It would appear
that multiple books I wanted to review based on my “Unofficial Criteria” came
out this fall. Good thing I mentioned my Unofficial Criteria list, as last
month contained one-book-only reviews!
Here is another … (with possible
spoilers ahead)
In dreams, there
be monsters. Just ask Ronan Lynch. As vexing as usual, Ronan has a very big
secret. He can take things out of his dreams. Car keys. A wooden box. A Night
Terror. The discovery of Cabeswater in the first book affects the storyline of
this one. Ronan is tied to Cabeswater, but how? Why? Could the answer be at The
Barns, the childhood home he’s been banned from since his father’s death? Ronan
has a lot to come to terms with. Unhappy, handsome, vicious Ronan is more
complex than he appears. He isn’t always a sarcastic, toxic drunkard. On rare
occasion, he’s even kind … but don’t get used to it.
Richard Campbell Gansey the III is a
desperate man. Er, teenager. He is elite-of-the-elite at Aglionby Academy, like
the picture-perfect poster-child of the school and even has a name practically
reeking of importance. Surely he uses his suave side most of the time. But
right now he’s desperately searching for the long-lost, practically
mythological, Welsh king Glendower. He feels Glendower’s revival must be close
since the awakening of the ley line, but he’s not finding him. Nor are his
friends. Something is off about the line. Sometimes there are surges to suggest
the ley line is overfed, but there are also outages to suggest that the line is
starved.
Seeing apparitions is not normal,
yet Adam Parrish is seeing them. He has connected himself to Cabeswater, but he
doesn’t know what the forest wants from him. What does he want for himself?
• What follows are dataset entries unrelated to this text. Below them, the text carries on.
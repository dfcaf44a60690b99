// ============================================================================
// STOREFRONT WIDGET — wasm_bindgen facade over the whole storefront
// ============================================================================
//
// THE PATTERN:
//   - JS owns the DOM, window.location, fetch and requestAnimationFrame.
//     Rust owns every piece of widget state.
//   - Once per frame JS calls tick(now). Debounce and removal timers fire
//     from there, and background loads make progress.
//   - Network: JS drains take_requests_json(), performs each request, and
//     answers with set_request_success(id, json) / set_request_error(id, msg).
//   - URL: JS forwards hashchange/popstate through sync_hash(location.hash)
//     and, after any call, writes `fragment` back if it differs from
//     location.hash (empty → history.replaceState without a hash).
//   - Events: take_events_json() drains the outbound bus events
//     ({channel, detail}) for JS to re-dispatch as DOM CustomEvents.
//   - JS polls data_version once per frame; a change means re-render.
//
// CATALOG HANDLES:
//   mount_catalog() returns a u32 handle. Every catalog method takes it and
//   reports an unknown handle as false / empty string.
//
// ============================================================================

use std::cell::{Cell, RefCell};
use std::collections::HashMap;
use std::rc::Rc;

use futures::future::LocalBoxFuture;
use futures::FutureExt;
use wasm_bindgen::prelude::*;

use crate::bridge::RequestBridge;
use crate::cart::{MutationPhase, NewCartItem};
use crate::coordinator::{CatalogInstance, Routable};
use crate::error::EngineResult;
use crate::events::{ProductTarget, StoreEvent, SubscriptionId};
use crate::hash_codec::Params;
use crate::router::{Location, MemoryLocation};
use crate::scheduler::{FrameScheduler, Scheduler};
use crate::storefront::Storefront;
use crate::wasm::{config_or_default, non_empty};
use storefront_shared::StockInfo;

#[wasm_bindgen]
pub struct StorefrontWidget {
    location: Rc<MemoryLocation>,
    scheduler: Rc<FrameScheduler>,
    bridge: Rc<RequestBridge>,
    storefront: Storefront,
    catalogs: RefCell<HashMap<u32, CatalogInstance>>,
    outbox: Rc<RefCell<Vec<StoreEvent>>>,
    events_seen: Rc<Cell<u32>>,
    subscription: SubscriptionId,
}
Does he even know anymore?
Blue Sargent is back in the story,
though Noah Czerny isn’t as much. There’s also the appearance of the Gray Man.
He’s been sent to retrieve the Greywaren
for his boss, Dr. Colin Greenmantle. Unfortunately, he doesn’t know exactly
what a Greywaren is. Is it a box?
The second installment in
Stiefvater’s The Raven Cycle is
magical. Not magical in a nice-vacation-to-Walt-Disney-World way, but in a
darker, more secretive way. The atmosphere isn’t light and fluffy; instead, it
tends toward the tense, moody and brooding. That isn’t to say there aren’t
light moments – there are – and there’s sarcasm. In more than one instance that
sarcasm is based on dirty connotations, and there is some strong language (for
those concerned). Through all of this, Stiefvater somehow melds completely
different worlds with ease: old money with no money, the magical and the
non-magical, the sensitive and the aggressive, the thoughtful and the reactive,
and Ronan. Even with all the perspectives, this book is really Ronan’s story,
and whether he likes it or not, he’s a young adult of opposites. Highly
recommend!
Interesting. Glendower was the name of a Welsh Warrior in Shakespeare's Henry IV...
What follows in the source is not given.